如果你对这篇内容有疑问,欢迎到本站社区发帖提问 参与讨论,获取更多帮助,或者扫码二维码加入 Web 技术交流群。
绑定邮箱获取回复消息
由于您还没有绑定你的真实邮箱,如果其他用户或者作者回复了您的评论,将不能在第一时间通知您!
发布评论
评论(3)
IMO 不存在“典型”应用程序,尤其是在这方面。应用程序具有截然不同的架构和执行流程,这导致了不同的“重用”模式。
考虑一个批量数据处理应用程序,它从特定格式的文件中读取数据,将其转换为另一种格式,然后保存。它实际上只有一个执行路径,因此不会从多个地方调用很多方法。
OTOH 考虑一个具有多个独立插件的插件框架,这些插件都使用相同的基础设施层,因此该层中的函数可以从许多不同的地方调用。
您确实不能说第一个应用程序的设计比第二个应用程序的设计更差(无需实际深入研究特定案例的细节)。
另请注意,第二种情况中的指标很棘手:如果您仅测量核心框架本身而不使用插件,则重用计数会较低,但使用实际插件时,重用计数会更高。由于插件可能是外部开发的,您甚至可能无法访问这些插件,因此您的指标将会出现偏差。
这就引出了另一点:重用可以在很多层面上发生。您可以在应用程序内或应用程序之间重用代码。后者只能通过考虑所有相关应用程序来衡量。
我认为更好的方法可能是从另一端开始,搜索重复的代码(例如,使用 PMD 等工具来查找 Java 代码)。如果您在很多地方都有大量重复的代码,则需要重构。
IMO there is no "typical" application, especially not in this respect. Apps have wildly different architectures and execution flows, which result in different patterns of "reuse".
Consider a batch data processing app, which reads data from a file in a specific format, converts it to another format, then saves it. It practically has a single execution path, so not many methods are called from more than one place.
OTOH consider a plugin framework with several independent plugins which all use the same infrastructure layer, so functions in that layer are called from many different places.
You can't really say the design of the first app is worse than that of the second app (without actually going into the case-specific details).
Note also that the metric in the 2nd case is tricky: if you measure only the core framework itself without plugins, you get a low reuse count, but with the actual plugins the reuse count is higher. Since the plugins may be externally developed, you may not even have access to these, so your metric will be skewed.
Which leads to another point: reuse can happen on many levels. You can reuse code within an app, or between apps. The latter can be measured only by taking into account all the apps in question.
I think a better approach to this might be to start from the other end, and search for duplicated code (e.g. using tools like PMD for Java code). If you have large chunks of duplicated code in lots of places, you need to refactor.
如果您将问题定义为“从多个地方调用了多少个函数”,那么从技术上讲,您可以构建一个静态分析器来回答该问题;这只是构建一个调用图并进行一些计数的问题(请参阅这个用于从 C、Java 和 COBOL 中提取调用图的工具)。实际上,您可能会发现您愿意做更多的工作来直接回答这个问题。
您可以考虑在代码库中运行克隆检测器。这将显示实际上已被复制和粘贴的人重用(并且应该以某种方式抽象出来)的代码,并提供精确的指标。像这样复制代码是最直接、最常见的重用形式。

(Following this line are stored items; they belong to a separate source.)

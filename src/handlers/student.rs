use axum::{
    Form,
    extract::{Path, Query, State},
    response::Response,
};
use maud::{Markup, html};
use serde::Deserialize;
use serde_json::Value;

use super::{
    Notice, after_write, answers_from_form, page, pdf_download, redirect_with_alert, section, write_failed,
};
use crate::{
    api::{ApiState, path_segment, student},
    models::Practice,
    render::{self, format_optional_datetime, link},
    session::{Role, Session},
};

type PageResult = Result<Response, Response>;

#[derive(Debug, Deserialize)]
pub struct QuestionForm {
    #[serde(default)]
    pub question: String,
}

#[derive(Debug, Deserialize)]
pub struct TopicForm {
    #[serde(default)]
    pub topic: String,
}

#[derive(Debug, Deserialize)]
pub struct JoinForm {
    #[serde(default)]
    pub class_id: String,
}

fn show(session: &Session, title: &str, notice: &Notice, content: Markup) -> Response {
    page(session, Role::Student, title, notice, content)
}

pub async fn home(session: Session, Query(notice): Query<Notice>) -> Response {
    show(&session, "Student workspace", &notice, render::role_home(Role::Student))
}

// --- Homework ---

/// homeworks
///
/// [Student Route] Assigned homework with the action each status allows:
/// answer it, wait for grading, or read the result.
pub async fn homeworks(session: Session, State(api): State<ApiState>, Query(notice): Query<Notice>) -> PageResult {
    let result = student::list_homeworks(api.as_ref(), session.bearer()).await;
    let content = section(result, |entries| {
        if entries.is_empty() {
            return render::empty_block("No homework assigned.");
        }
        let rows = entries
            .iter()
            .map(|hw| {
                let action = match hw.status.as_str() {
                    "completed" => link(&format!("/student/homeworks/result/{}", hw.homework_id), "View result"),
                    "grading" => html! { "Grading" },
                    _ => link(&format!("/student/homeworks/{}", hw.homework_id), "Start"),
                };
                vec![
                    html! { (hw.homework_id) },
                    html! { (hw.subject.as_deref().unwrap_or("")) },
                    html! { (format_optional_datetime(&hw.assigned_at)) },
                    html! { (status_label(&hw.status)) },
                    action,
                ]
            })
            .collect();
        render::table(&["ID", "Subject", "Assigned", "Status", ""], rows)
    })?;
    Ok(show(&session, "My homework", &notice, content))
}

fn status_label(status: &str) -> &str {
    match status {
        "not_submitted" => "Not submitted",
        "grading" => "Grading",
        "completed" => "Completed",
        other => other,
    }
}

fn homework_path(hw_id: &str) -> String {
    format!("/student/homeworks/{}", path_segment(hw_id))
}

pub async fn homework_detail(
    session: Session,
    State(api): State<ApiState>,
    Path(hw_id): Path<String>,
    Query(notice): Query<Notice>,
) -> PageResult {
    let result = student::homework_questions(api.as_ref(), session.bearer(), &hw_id).await;
    let action = format!("{}/submit", homework_path(&hw_id));
    let content = section(result, |hw| {
        html! {
            h2 { (hw.subject) }
            (render::question_form(&hw.prompt, &action, "Submit"))
        }
    })?;
    Ok(show(&session, "Homework", &notice, content))
}

pub async fn submit_homework(
    session: Session,
    State(api): State<ApiState>,
    Path(hw_id): Path<String>,
    Form(fields): Form<Vec<(String, String)>>,
) -> Response {
    let answers = answers_from_form(fields);
    let result = student::submit_homework(api.as_ref(), session.bearer(), &hw_id, answers).await;
    after_write(
        result,
        "/student/homeworks",
        "Submitted. Grading is in progress.",
        &homework_path(&hw_id),
    )
}

pub async fn homework_result(
    session: Session,
    State(api): State<ApiState>,
    Path(hw_id): Path<String>,
    Query(notice): Query<Notice>,
) -> PageResult {
    let result = student::homework_result(api.as_ref(), session.bearer(), &hw_id).await;
    let content = section(result, |detail| render::homework_result(&detail))?;
    Ok(show(&session, "Homework result", &notice, content))
}

// --- AI Tutor ---

pub async fn ai_sessions(session: Session, State(api): State<ApiState>, Query(notice): Query<Notice>) -> PageResult {
    let result = student::list_chat_sessions(api.as_ref(), session.bearer()).await;
    let list = section(result, |sessions| {
        if sessions.is_empty() {
            return render::empty_block("No conversations yet.");
        }
        let rows = sessions
            .iter()
            .map(|s| {
                let title = if s.title.is_empty() { "Untitled" } else { s.title.as_str() };
                vec![
                    link(&format!("/student/ai/{}", s.id), title),
                    html! { (format_optional_datetime(&s.created_at)) },
                ]
            })
            .collect();
        render::table(&["Conversation", "Started"], rows)
    })?;
    let content = html! {
        (render::action_button("/student/ai/new", "New conversation"))
        (list)
    };
    Ok(show(&session, "AI tutor", &notice, content))
}

pub async fn new_ai_session(session: Session, State(api): State<ApiState>) -> Response {
    match student::create_chat_session(api.as_ref(), session.bearer()).await {
        Ok(chat) => redirect_with_alert(&format!("/student/ai/{}", chat.id), ""),
        Err(err) => write_failed(err, "/student/ai"),
    }
}

fn conversation_path(session_id: &str) -> String {
    format!("/student/ai/{}", path_segment(session_id))
}

pub async fn ai_session(
    session: Session,
    State(api): State<ApiState>,
    Path(session_id): Path<String>,
    Query(notice): Query<Notice>,
) -> PageResult {
    let result = student::chat_messages(api.as_ref(), session.bearer(), &session_id).await;
    let transcript = section(result, |messages| {
        html! {
            @for m in &messages {
                div class={ "message " (m.role) } {
                    span.time { (format_optional_datetime(&m.created_at)) }
                    (render::markdown_block(&m.content))
                }
            }
        }
    })?;
    let base = conversation_path(&session_id);
    let content = html! {
        div.transcript { (transcript) }
        form method="post" action=(base) {
            textarea name="question" rows="3" required {}
            button type="submit" { "Ask" }
        }
        (render::action_button(&format!("{}/delete", base), "Delete conversation"))
    };
    Ok(show(&session, "AI tutor", &notice, content))
}

/// ask
///
/// [Student Route] Sends one question and returns to the conversation, where
/// the tutor's reply now appears in the transcript.
pub async fn ask(
    session: Session,
    State(api): State<ApiState>,
    Path(session_id): Path<String>,
    Form(form): Form<QuestionForm>,
) -> Response {
    let back = conversation_path(&session_id);
    let question = form.question.trim();
    if question.is_empty() {
        return redirect_with_alert(&back, "Please enter a question.");
    }
    let result = student::ask(api.as_ref(), session.bearer(), &session_id, question).await;
    after_write(result, &back, "", &back)
}

pub async fn delete_ai_session(session: Session, State(api): State<ApiState>, Path(session_id): Path<String>) -> Response {
    let result = student::delete_chat_session(api.as_ref(), session.bearer(), &session_id).await;
    after_write(result, "/student/ai", "Conversation deleted.", &conversation_path(&session_id))
}

// --- Learning Evaluation ---

pub async fn evaluate(session: Session, State(api): State<ApiState>, Query(notice): Query<Notice>) -> PageResult {
    let result = student::analysis(api.as_ref(), session.bearer()).await;
    let content = section(result, |analysis| match analysis.get("analysis") {
        Some(Value::String(text)) if text.is_empty() => {
            render::empty_block("No analysis yet. Complete some homework first.")
        }
        Some(Value::String(text)) => render::markdown_block(text),
        _ => render::json_block(&analysis),
    })?;
    Ok(show(&session, "Learning evaluation", &notice, content))
}

// --- Self Practice ---

pub async fn practices(session: Session, State(api): State<ApiState>, Query(notice): Query<Notice>) -> PageResult {
    let result = student::list_practices(api.as_ref(), session.bearer()).await;
    let list = section(result, |practices| {
        if practices.is_empty() {
            return render::empty_block("No practice sets yet.");
        }
        let rows = practices
            .iter()
            .map(|p| {
                vec![
                    link(&format!("/student/self_practice/{}", p.id), &p.topic),
                    html! { (p.status) },
                    html! { @if let Some(score) = p.score { (score) } },
                ]
            })
            .collect();
        render::table(&["Topic", "Status", "Score"], rows)
    })?;
    let content = html! {
        form method="post" action="/student/self_practice" {
            label { "Topic " input name="topic" required; }
            button type="submit" { "Generate practice" }
        }
        (list)
    };
    Ok(show(&session, "Self practice", &notice, content))
}

pub async fn generate_practice(session: Session, State(api): State<ApiState>, Form(form): Form<TopicForm>) -> Response {
    let topic = form.topic.trim();
    if topic.is_empty() {
        return redirect_with_alert("/student/self_practice", "Please enter a topic.");
    }
    match student::generate_practice(api.as_ref(), session.bearer(), topic).await {
        Ok(practice) => redirect_with_alert(&format!("/student/self_practice/{}", practice.id), "Practice generated."),
        Err(err) => write_failed(err, "/student/self_practice"),
    }
}

fn practice_path(id: &str) -> String {
    format!("/student/self_practice/{}", path_segment(id))
}

/// practice_detail
///
/// Unanswered sets render as an answer sheet; graded sets show the score and
/// feedback next to the questions.
pub async fn practice_detail(
    session: Session,
    State(api): State<ApiState>,
    Path(id): Path<String>,
    Query(notice): Query<Notice>,
) -> PageResult {
    let result = student::practice(api.as_ref(), session.bearer(), &id).await;
    let content = section(result, |practice| practice_view(&practice, &practice_path(&id)))?;
    Ok(show(&session, "Self practice", &notice, content))
}

fn practice_view(practice: &Practice, base: &str) -> Markup {
    html! {
        h2 { (practice.topic) }
        p { (link(&format!("{}/pdf", base), "Download PDF")) }
        @match &practice.feedback {
            Some(feedback) if practice.status == "completed" => {
                p.score { "Score: " (practice.score.unwrap_or_default()) }
                (render::question_list(&practice.questions))
                h2 { "Feedback" }
                (render::json_block(feedback))
            }
            _ => {
                (render::question_form(&practice.questions, &format!("{}/submit", base), "Submit"))
            }
        }
    }
}

pub async fn submit_practice(
    session: Session,
    State(api): State<ApiState>,
    Path(id): Path<String>,
    Form(fields): Form<Vec<(String, String)>>,
) -> Response {
    let back = practice_path(&id);
    let result = student::submit_practice(api.as_ref(), session.bearer(), &id, answers_from_form(fields)).await;
    after_write(result, &back, "Practice graded.", &back)
}

pub async fn practice_pdf(session: Session, State(api): State<ApiState>, Path(id): Path<String>) -> Response {
    let result = student::practice_pdf(api.as_ref(), session.bearer(), &id).await;
    pdf_download(result, &format!("practice_{}.pdf", id), &practice_path(&id))
}

// --- Classes ---

pub async fn classes(session: Session, State(api): State<ApiState>, Query(notice): Query<Notice>) -> PageResult {
    let result = student::my_classes(api.as_ref(), session.bearer()).await;
    let list = section(result, |classes| {
        if classes.is_empty() {
            return render::empty_block("You have not joined any class.");
        }
        let rows = classes
            .iter()
            .map(|c| {
                vec![
                    html! { (c.id) },
                    link(&format!("/student/classes/{}", c.id), &c.name),
                    html! { (c.subject) },
                ]
            })
            .collect();
        render::table(&["ID", "Name", "Subject"], rows)
    })?;
    let content = html! {
        (list)
        h2 { "Join a class" }
        form method="post" action="/student/classes" {
            label { "Class ID " input name="class_id" inputmode="numeric" required; }
            button type="submit" { "Join" }
        }
    };
    Ok(show(&session, "My classes", &notice, content))
}

pub async fn join_class(session: Session, State(api): State<ApiState>, Form(form): Form<JoinForm>) -> Response {
    let class_id = match form.class_id.trim().parse::<i64>() {
        Ok(id) => id,
        Err(_) => return redirect_with_alert("/student/classes", "Class ID must be a number."),
    };
    let result = student::join_class(api.as_ref(), session.bearer(), class_id).await;
    after_write(result, "/student/classes", "Joined class.", "/student/classes")
}

fn class_path(cid: &str) -> String {
    format!("/student/classes/{}", path_segment(cid))
}

pub async fn class_info(
    session: Session,
    State(api): State<ApiState>,
    Path(cid): Path<String>,
    Query(notice): Query<Notice>,
) -> PageResult {
    let result = student::class_info(api.as_ref(), session.bearer(), &cid).await;
    let leave = format!("{}/leave", class_path(&cid));
    let content = section(result, |class| {
        html! {
            h2 { (class.name) }
            p { "Subject: " (class.subject) }
            p { "Students: " (class.student_count) }
            (render::action_button(&leave, "Leave class"))
        }
    })?;
    Ok(show(&session, "Class", &notice, content))
}

pub async fn leave_class(session: Session, State(api): State<ApiState>, Path(cid): Path<String>) -> Response {
    let result = student::leave_class(api.as_ref(), session.bearer(), &cid).await;
    after_write(result, "/student/classes", "Left class.", &class_path(&cid))
}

我建造克隆探测器已经有大约十年了。几乎我遇到的每个系统,无论什么语言,都有 20% 的代码涉及克隆(--> 大约 10% 被重用)。我见过高达55%的例子。
If you define the question as to "how many functions are called from more than one place", you can technically build a static analyzer to answer that question; its just a matter of building a call graph and doing some counting (see this for a tool that extracts call graphs from C, Java and COBOL). As a practical matter, you might find that a lot more work that you are willing to do to answer this question directly.

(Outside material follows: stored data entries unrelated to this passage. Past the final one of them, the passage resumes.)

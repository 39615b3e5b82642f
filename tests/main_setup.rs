use edu_portal::{AppConfig, config::Env};
use serial_test::serial;
use std::{env, panic, time::Duration};

const CONFIG_VARS: &[&str] = &[
    "APP_ENV",
    "EDU_API_BASE_URL",
    "PORTAL_BIND_ADDR",
    "EDU_API_TIMEOUT_SECS",
];

// --- Setup/Teardown Utilities ---

/// Utility to run a test function and restore environment variables afterward
fn run_with_env<T, R>(test: T) -> R
where
    T: FnOnce() -> R + panic::UnwindSafe,
{
    // Save current environment variables
    let originals: Vec<(String, Option<String>)> = CONFIG_VARS
        .iter()
        .map(|&var| (var.to_string(), env::var(var).ok()))
        .collect();

    // Start every test from a clean slate
    unsafe {
        for var in CONFIG_VARS {
            env::remove_var(var);
        }
    }

    let result = panic::catch_unwind(test);

    // Restore original environment variables
    for (key, original_value) in originals.into_iter().rev() {
        unsafe {
            if let Some(val) = original_value {
                env::set_var(&key, val);
            } else {
                env::remove_var(&key);
            }
        }
    }

    // Re-panic if the test failed
    match result {
        Ok(value) => value,
        Err(e) => panic::resume_unwind(e),
    }
}

// --- Tests ---

#[test]
#[serial]
fn test_app_config_production_fail_fast() {
    // Production without an API base URL must refuse to start.
    let result = panic::catch_unwind(|| {
        run_with_env(|| {
            unsafe {
                env::set_var("APP_ENV", "production");
            }
            AppConfig::load()
        })
    });

    assert!(
        result.is_err(),
        "Production config loading should panic on a missing EDU_API_BASE_URL"
    );
}

#[test]
#[serial]
fn test_app_config_local_env_defaults() {
    let config = run_with_env(|| {
        unsafe {
            env::set_var("APP_ENV", "local");
        }
        AppConfig::load()
    });

    assert_eq!(config.env, Env::Local);
    assert_eq!(config.api_base_url, "http://127.0.0.1:8000");
    assert_eq!(config.bind_addr, "0.0.0.0:3000");
    assert_eq!(config.api_timeout, Duration::from_secs(120));
    assert!(!config.secure_cookies());
}

#[test]
#[serial]
fn test_app_config_production_overrides() {
    let config = run_with_env(|| {
        unsafe {
            env::set_var("APP_ENV", "production");
            env::set_var("EDU_API_BASE_URL", "https://api.school.example/");
            env::set_var("PORTAL_BIND_ADDR", "127.0.0.1:8080");
            env::set_var("EDU_API_TIMEOUT_SECS", "30");
        }
        AppConfig::load()
    });

    assert_eq!(config.env, Env::Production);
    // Trailing slash is trimmed so paths join cleanly.
    assert_eq!(config.api_base_url, "https://api.school.example");
    assert_eq!(config.bind_addr, "127.0.0.1:8080");
    assert_eq!(config.api_timeout, Duration::from_secs(30));
    assert!(config.secure_cookies());
}

#[test]
#[serial]
fn test_app_config_rejects_malformed_timeout() {
    let result = panic::catch_unwind(|| {
        run_with_env(|| {
            unsafe {
                env::set_var("EDU_API_TIMEOUT_SECS", "soon");
            }
            AppConfig::load()
        })
    });
    assert!(result.is_err());
}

You might consider running a clone detector across your code base. This will show code that has actually been reused (and should have been abstracted out somehow) by people doing copy and paste and provide precise metrics. Copying code like this is the most direct and common form of reuse.
I've been building clone detectors for about a decade. Almost every system I encounter, no matter what the langauge, has 20% of its code involved in clones (--> some 10% is reused). I've seen examples of up to 55%.
如果您正在使用 .NET 平台,请考虑使用 NDepend 为您提供有关您的许多指标软件。 “代码重用”不能直接作为衡量标准(可能是由于其他发帖者已经提到的原因),但您可能也会对耦合和内聚等内容感兴趣。
即使您不在 .net 上,指标定义也许也会有所帮助。
if you are working on a .NET platform, consider using NDepend to give you many metrics about your software. "Code reuse" is not avaibable as a metric directly (probably for reasons that other posters already mentioned), but things like coupling and cohesion might be of interest for you, too.
Even if you're not on .net, maybe the metrics definitions are helpful.